■ **SUPPLIED ENTRIES**:
// Host-side tests for mount options, device profiles and shared constants.
// The main crate is wasm-only, so we include the pure-Rust core directly.

#![allow(dead_code)]
#[path = "../src/core/mod.rs"]
mod core;

use crate::core::options::layer_seed;
use crate::core::profile::{BadgeLayout, MOBILE_BREAKPOINT_PX};
use crate::core::{
    DeviceClass, EffectIntensityProfile, Layer, LayerKind, MountOptions, OptionsError, Rgba,
};

#[test]
fn defaults_mount_every_layer_back_to_front() {
    let opts = MountOptions::parse(None, None, None).unwrap();
    assert_eq!(opts, MountOptions::default());
    assert_eq!(opts.layers, LayerKind::ALL.to_vec());
    assert_eq!(opts.device, None);
    assert_eq!(opts.seed, None);
}

#[test]
fn layer_list_is_reordered_and_deduplicated() {
    let opts = MountOptions::parse(None, Some(" badges, Trail ,badges,web-field"), None).unwrap();
    assert_eq!(
        opts.layers,
        vec![LayerKind::WebField, LayerKind::Trail, LayerKind::Badges]
    );
}

#[test]
fn keywords_and_blanks_keep_defaults() {
    let opts = MountOptions::parse(Some("auto"), Some("all"), Some("  ")).unwrap();
    assert_eq!(opts, MountOptions::default());
}

#[test]
fn device_and_seed_overrides_are_parsed() {
    let opts = MountOptions::parse(Some("Mobile"), None, Some("1234")).unwrap();
    assert_eq!(opts.device, Some(DeviceClass::Touch));
    assert_eq!(opts.seed, Some(1234));
}

#[test]
fn bad_values_are_reported() {
    assert_eq!(
        MountOptions::parse(None, Some("trail,sparkles"), None),
        Err(OptionsError::UnknownLayer("sparkles".into()))
    );
    assert_eq!(
        MountOptions::parse(Some("tablet"), None, None),
        Err(OptionsError::UnknownDevice("tablet".into()))
    );
    assert_eq!(
        MountOptions::parse(None, None, Some("-3")),
        Err(OptionsError::InvalidSeed("-3".into()))
    );
    let msg = OptionsError::UnknownLayer("x".into()).to_string();
    assert_eq!(msg, "unknown layer `x`");
}

#[test]
fn layer_names_round_trip_and_stack_in_order() {
    for (i, kind) in LayerKind::ALL.into_iter().enumerate() {
        assert_eq!(LayerKind::parse(kind.name()), Ok(kind));
        assert_eq!(kind.z_index(), i);
    }
}

#[test]
fn built_layers_report_their_kind() {
    let profile = EffectIntensityProfile::desktop();
    for kind in LayerKind::ALL {
        let layer = kind.build(&profile, 99, 11);
        assert_eq!(layer.name(), kind.name());
    }
}

#[test]
fn each_layer_gets_a_distinct_seed() {
    let mut seeds: Vec<u64> = LayerKind::ALL.iter().map(|k| layer_seed(7, *k)).collect();
    seeds.sort_unstable();
    seeds.dedup();
    assert_eq!(seeds.len(), LayerKind::ALL.len());
    assert!(seeds.iter().all(|s| *s != 7));
}

#[test]
fn device_class_uses_pointer_and_breakpoint() {
    assert_eq!(DeviceClass::classify(1440.0, false), DeviceClass::Desktop);
    assert_eq!(DeviceClass::classify(1440.0, true), DeviceClass::Touch);
    assert_eq!(DeviceClass::classify(MOBILE_BREAKPOINT_PX - 1.0, false), DeviceClass::Touch);
    assert_eq!(DeviceClass::classify(MOBILE_BREAKPOINT_PX, false), DeviceClass::Desktop);
}

#[test]
fn touch_profile_is_lighter_than_desktop() {
    let d = EffectIntensityProfile::for_device(DeviceClass::Desktop);
    let t = EffectIntensityProfile::for_device(DeviceClass::Touch);
    assert_eq!(d.device, DeviceClass::Desktop);
    assert_eq!(t.device, DeviceClass::Touch);

    assert!(t.trail.ttl_ms > d.trail.ttl_ms);
    assert!(t.trail.synthetic_interval_ms.is_some() && d.trail.synthetic_interval_ms.is_none());
    assert!(t.field.web_count.1 < d.field.web_count.0);
    assert!(t.field.reroll_interval_ms > d.field.reroll_interval_ms);
    assert!(t.streaks.soft_cap < d.streaks.soft_cap);
    assert!(!t.streaks.glitch && d.streaks.glitch);
    assert!(!t.badges.glitch && d.badges.glitch);
    assert_eq!(t.badges.layout, BadgeLayout::Grid);
    assert_eq!(d.badges.layout, BadgeLayout::Scatter);
    assert!(t.corner.spokes < d.corner.spokes);
}

#[test]
fn colours_format_as_css() {
    assert_eq!(Rgba::hex(0xFF3366).css(), "rgba(255, 51, 102, 1)");
    assert_eq!(Rgba::WHITE.with_alpha(0.5).css(), "rgba(255, 255, 255, 0.5)");
    assert_eq!(Rgba::WHITE.with_alpha(3.0).a, 1.0);
    assert_eq!(Rgba::TRANSPARENT.a, 0.0);
}
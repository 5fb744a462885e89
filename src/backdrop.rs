use crate::canvas::{create_layer_canvas, CanvasPen, SurfaceError};
use crate::core::constants::BADGE_SPRITES;
use crate::core::{EffectIntensityProfile, LayerKind, Stage};
use crate::dom;
use crate::events::{self, Listener, WindowWiring};
use crate::frame::{FrameContext, FrameLoop};
use crate::sprites::SpriteSheet;
use std::cell::RefCell;
use std::rc::Rc;
use web_sys as web;

/// One mounted set of effect layers. Dropping it tears everything down.
pub struct Backdrop {
    frame: FrameLoop,
    _listeners: Vec<Listener>,
    stage: Rc<RefCell<Stage<CanvasPen>>>,
    canvases: Vec<web::HtmlCanvasElement>,
}

impl Backdrop {
    pub fn mount(root_id: &str) -> anyhow::Result<Self> {
        let window = web::window().ok_or_else(|| anyhow::anyhow!("no window"))?;
        let document = window
            .document()
            .ok_or_else(|| anyhow::anyhow!("no document"))?;
        let root = document
            .get_element_by_id(root_id)
            .ok_or_else(|| anyhow::anyhow!("missing #{root_id}"))?;

        let options = dom::read_options(&root);
        let device = options.device.unwrap_or_else(|| dom::detect_device(&window));
        let profile = EffectIntensityProfile::for_device(device);
        let seed = options.seed.unwrap_or_else(dom::entropy_seed);
        log::info!(
            "[backdrop] mounting {:?} layers={:?} into #{}",
            device,
            options.layers.iter().map(|k| k.name()).collect::<Vec<_>>(),
            root_id
        );

        let sprites = options
            .layers
            .contains(&LayerKind::Badges)
            .then(|| Rc::new(SpriteSheet::load(&BADGE_SPRITES)));

        let stage = Rc::new(RefCell::new(Stage::new()));
        let mut canvases = Vec::with_capacity(options.layers.len());
        for kind in options.layers.iter().copied() {
            let canvas = match create_layer_canvas(&document, &root, kind) {
                Ok(c) => c,
                Err(e) => {
                    log::warn!("[backdrop] skipping {}: {}", kind.name(), e);
                    continue;
                }
            };
            let layer_sprites = (kind == LayerKind::Badges).then(|| sprites.clone()).flatten();
            match CanvasPen::new(canvas.clone(), layer_sprites) {
                Ok(pen) => {
                    let layer = kind.build(&profile, seed, BADGE_SPRITES.len());
                    stage.borrow_mut().register(layer, pen);
                    canvases.push(canvas);
                }
                Err(SurfaceError::ContextUnavailable) => {
                    log::warn!("[backdrop] no 2D context for {}, layer skipped", kind.name());
                    canvas.remove();
                }
                Err(e) => {
                    log::warn!("[backdrop] skipping {}: {}", kind.name(), e);
                    canvas.remove();
                }
            }
        }

        let frame_ctx = FrameContext::new(window.clone(), stage.clone());
        let wiring = WindowWiring {
            window: window.clone(),
            stage: stage.clone(),
            dirty: frame_ctx.dirty.clone(),
        };
        let started = events::wire_window(&wiring)
            .and_then(|listeners| Ok((listeners, FrameLoop::start(window, frame_ctx)?)));
        let (listeners, frame) = match started {
            Ok(parts) => parts,
            Err(e) => {
                canvases.iter().for_each(|c| c.remove());
                return Err(e);
            }
        };

        Ok(Self {
            frame,
            _listeners: listeners,
            stage,
            canvases,
        })
    }

    pub fn layer_count(&self) -> usize {
        self.stage.borrow().len()
    }
}

impl Drop for Backdrop {
    fn drop(&mut self) {
        self.frame.stop();
        if let Ok(mut stage) = self.stage.try_borrow_mut() {
            stage.clear();
        }
        for canvas in self.canvases.drain(..) {
            canvas.remove();
        }
        log::info!("[backdrop] unmounted");
    }
}
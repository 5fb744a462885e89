use crate::core::color::Rgba;
use crate::core::constants::*;
use crate::core::heading;
use crate::core::pen::{fill_circle, stroke_line, Pen};
use crate::core::profile::TrailProfile;
use crate::core::stage::Layer;
use glam::Vec2;
use rand::prelude::*;
use std::collections::VecDeque;
use std::f32::consts::TAU;

#[derive(Clone, Copy, Debug, PartialEq)]
pub struct TrailPoint {
    pub position: Vec2,
    pub created_at: f64,
    pub color: Rgba,
}

/// Radial burst left behind by a click.
#[derive(Clone, Copy, Debug, PartialEq)]
pub struct WebShot {
    pub position: Vec2,
    pub angle: f32,
    pub created_at: f64,
}

/// A fading connection between two live trail points.
#[derive(Clone, Copy, Debug, PartialEq)]
pub struct Edge {
    pub a: usize,
    pub b: usize,
    pub opacity: f32,
}

/// Pointer-driven particle web: points appear along the pointer path, link
/// to their neighbours and fade out after the profile's TTL.
pub struct TrailField {
    profile: TrailProfile,
    points: VecDeque<TrailPoint>,
    shots: Vec<WebShot>,
    pointer: Option<Vec2>,
    viewport: Vec2,
    next_synthetic: Option<f64>,
    now: f64,
    rng: StdRng,
}

impl TrailField {
    pub fn new(profile: TrailProfile, seed: u64) -> Self {
        Self {
            points: VecDeque::with_capacity(profile.max_points + 1),
            profile,
            shots: Vec::new(),
            pointer: None,
            viewport: Vec2::ZERO,
            next_synthetic: None,
            now: 0.0,
            rng: StdRng::seed_from_u64(seed),
        }
    }

    pub fn points(&self) -> &VecDeque<TrailPoint> {
        &self.points
    }

    pub fn shots(&self) -> &[WebShot] {
        &self.shots
    }

    /// Returns true when the move produced a new point.
    pub fn pointer_move(&mut self, at: Vec2, now: f64) -> bool {
        self.pointer = Some(at);
        let due = match self.points.back() {
            Some(last) => now - last.created_at > self.profile.append_interval_ms,
            None => true,
        };
        if due {
            self.push_point(at, now);
        }
        due
    }

    /// Queues a web shot and returns its angle.
    pub fn pointer_click(&mut self, at: Vec2, now: f64) -> f32 {
        let angle = self
            .pointer
            .map_or(0.0, |from| (at.y - from.y).atan2(at.x - from.x));
        self.shots.push(WebShot {
            position: at,
            angle,
            created_at: now,
        });
        angle
    }

    pub fn purge(&mut self, now: f64) {
        let ttl = self.profile.ttl_ms;
        self.points.retain(|p| now - p.created_at <= ttl);
        self.shots.retain(|s| now - s.created_at < WEB_SHOT_LIFETIME_MS);
    }

    pub fn update(&mut self, now: f64) {
        self.now = now;
        self.purge(now);
        if let Some(interval) = self.profile.synthetic_interval_ms {
            if self.viewport.x <= 0.0 || self.viewport.y <= 0.0 {
                return;
            }
            let due = self.next_synthetic.map_or(true, |t| now >= t);
            if due {
                let at = Vec2::new(
                    self.rng.gen::<f32>() * self.viewport.x,
                    self.rng.gen::<f32>() * self.viewport.y,
                );
                self.push_point(at, now);
                self.next_synthetic = Some(now + interval);
            }
        }
    }

    /// Pairwise links within the connection distance, strongest when both
    /// points are close and young.
    pub fn edges(&self, now: f64) -> Vec<Edge> {
        let reach = self.profile.connect_distance;
        let mut out = Vec::new();
        for (i, a) in self.points.iter().enumerate() {
            for (j, b) in self.points.iter().enumerate().skip(i + 1) {
                let d = a.position.distance(b.position);
                if d >= reach {
                    continue;
                }
                let opacity = (1.0 - d / reach).max(0.0)
                    * self.freshness(a, now)
                    * self.freshness(b, now)
                    * TRAIL_MAX_ALPHA;
                if opacity > 0.0 {
                    out.push(Edge { a: i, b: j, opacity });
                }
            }
        }
        out
    }

    #[inline]
    fn freshness(&self, p: &TrailPoint, now: f64) -> f32 {
        let age = (now - p.created_at).max(0.0);
        (1.0 - age / self.profile.ttl_ms).max(0.0) as f32
    }

    fn push_point(&mut self, at: Vec2, now: f64) {
        let color = TRAIL_COLORS[self.rng.gen_range(0..TRAIL_COLORS.len())];
        self.points.push_back(TrailPoint {
            position: at,
            created_at: now,
            color,
        });
        while self.points.len() > self.profile.max_points {
            self.points.pop_front();
        }
    }

    fn draw_points(&self, pen: &mut dyn Pen) {
        pen.set_line_width(TRAIL_EDGE_WIDTH);
        for edge in self.edges(self.now) {
            let a = &self.points[edge.a];
            let b = &self.points[edge.b];
            pen.set_alpha(edge.opacity);
            pen.set_glow(a.color.with_alpha(0.25), 5.0);
            pen.stroke_gradient(
                a.position,
                b.position,
                a.color.with_alpha(0.5),
                b.color.with_alpha(0.5),
            );
            stroke_line(pen, a.position, b.position);
        }
        for p in &self.points {
            pen.set_alpha(self.freshness(p, self.now) * TRAIL_MAX_ALPHA);
            pen.set_glow(p.color.with_alpha(0.25), 8.0);
            fill_circle(pen, p.position, TRAIL_DOT_RADIUS, p.color.with_alpha(0.5));
            fill_circle(pen, p.position, TRAIL_DOT_RADIUS * 0.5, Rgba::WHITE.with_alpha(0.5));
        }
        pen.set_glow(Rgba::TRANSPARENT, 0.0);
        pen.set_alpha(1.0);
    }

    fn draw_shot(&self, pen: &mut dyn Pen, shot: &WebShot) {
        let life = ((self.now - shot.created_at).max(0.0) / WEB_SHOT_LIFETIME_MS) as f32;
        let grow = (life / WEB_SHOT_GROW_FRACTION).min(1.0);
        let fade = if life < WEB_SHOT_FADE_START {
            1.0
        } else {
            (1.0 - (life - WEB_SHOT_FADE_START) / (1.0 - WEB_SHOT_FADE_START)).max(0.0)
        };
        if grow <= 0.0 || fade <= 0.0 {
            return;
        }
        let step = TAU / WEB_SHOT_SPOKES as f32;
        let dirs: Vec<Vec2> = (0..WEB_SHOT_SPOKES)
            .map(|i| heading(shot.angle + i as f32 * step))
            .collect();

        pen.save();
        pen.set_alpha(fade * 0.8);
        pen.set_line_width(1.0);
        pen.set_glow(NEON_CYAN.with_alpha(0.5), 6.0);

        pen.set_stroke(Rgba::WHITE.with_alpha(0.9));
        for dir in &dirs {
            stroke_line(pen, shot.position, shot.position + *dir * WEB_SHOT_RADIUS * grow);
        }

        // sagging connectors between neighbouring spokes
        pen.set_stroke(NEON_CYAN.with_alpha(0.7));
        for i in 0..WEB_SHOT_SPOKES {
            let d0 = dirs[i];
            let d1 = dirs[(i + 1) % WEB_SHOT_SPOKES];
            let mid = heading(shot.angle + (i as f32 + 0.5) * step);
            for k in 1..=WEB_SHOT_CONNECTORS {
                let r = k as f32 * WEB_SHOT_CONNECTOR_STEP * grow;
                pen.begin_path();
                pen.move_to(shot.position + d0 * r);
                pen.quad_to(shot.position + mid * r * 0.85, shot.position + d1 * r);
                pen.stroke();
            }
        }

        pen.set_stroke(NEON_PINK.with_alpha(0.6));
        pen.begin_path();
        let seg = TAU / WEB_SHOT_RING_SEGMENTS as f32;
        for i in 0..=WEB_SHOT_RING_SEGMENTS {
            let p = shot.position + heading(shot.angle + i as f32 * seg) * WEB_SHOT_RADIUS * grow;
            if i == 0 {
                pen.move_to(p);
            } else {
                pen.line_to(p);
            }
        }
        pen.stroke();

        fill_circle(pen, shot.position, 3.0 * grow.max(0.5), NEON_PINK);
        pen.restore();
    }
}

impl Layer for TrailField {
    fn name(&self) -> &'static str {
        "trail"
    }

    fn resize(&mut self, viewport: Vec2) {
        self.viewport = viewport;
    }

    fn update(&mut self, now: f64) {
        TrailField::update(self, now);
    }

    fn draw(&mut self, pen: &mut dyn Pen) {
        self.draw_points(pen);
        for shot in &self.shots {
            self.draw_shot(pen, shot);
        }
    }

    fn pointer_move(&mut self, at: Vec2, now: f64) {
        TrailField::pointer_move(self, at, now);
    }

    fn pointer_click(&mut self, at: Vec2, now: f64) {
        let angle = TrailField::pointer_click(self, at, now);
        log::debug!("[trail] web shot at ({:.0},{:.0}) angle {:.2}", at.x, at.y, angle);
    }
}
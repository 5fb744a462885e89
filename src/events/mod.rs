use wasm_bindgen::closure::Closure;
use wasm_bindgen::JsCast;
use web_sys as web;

mod pointer;

pub use pointer::{wire_window, WindowWiring};

/// A registered DOM listener. Dropping it removes the listener and frees
/// the closure, so nothing keeps firing after the owner is gone.
pub struct Listener {
    target: web::EventTarget,
    event: &'static str,
    closure: Closure<dyn FnMut(web::Event)>,
}

impl Listener {
    pub fn new<E>(
        target: &web::EventTarget,
        event: &'static str,
        mut handler: impl FnMut(E) + 'static,
    ) -> anyhow::Result<Self>
    where
        E: JsCast + 'static,
    {
        let closure = Closure::wrap(Box::new(move |ev: web::Event| {
            handler(ev.unchecked_into::<E>());
        }) as Box<dyn FnMut(web::Event)>);
        target
            .add_event_listener_with_callback(event, closure.as_ref().unchecked_ref())
            .map_err(|e| anyhow::anyhow!("add {event} listener: {:?}", e))?;
        Ok(Self {
            target: target.clone(),
            event,
            closure,
        })
    }
}

impl Drop for Listener {
    fn drop(&mut self) {
        _ = self
            .target
            .remove_event_listener_with_callback(self.event, self.closure.as_ref().unchecked_ref());
    }
}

■ **BRIEF**: Within the data above, find the lines that contain the word "SurfaceError" and copy each of them.

■ **OUTPUT FOR THIS TASK**:
use crate::canvas::{create_layer_canvas, CanvasPen, SurfaceError};
                Err(SurfaceError::ContextUnavailable) => {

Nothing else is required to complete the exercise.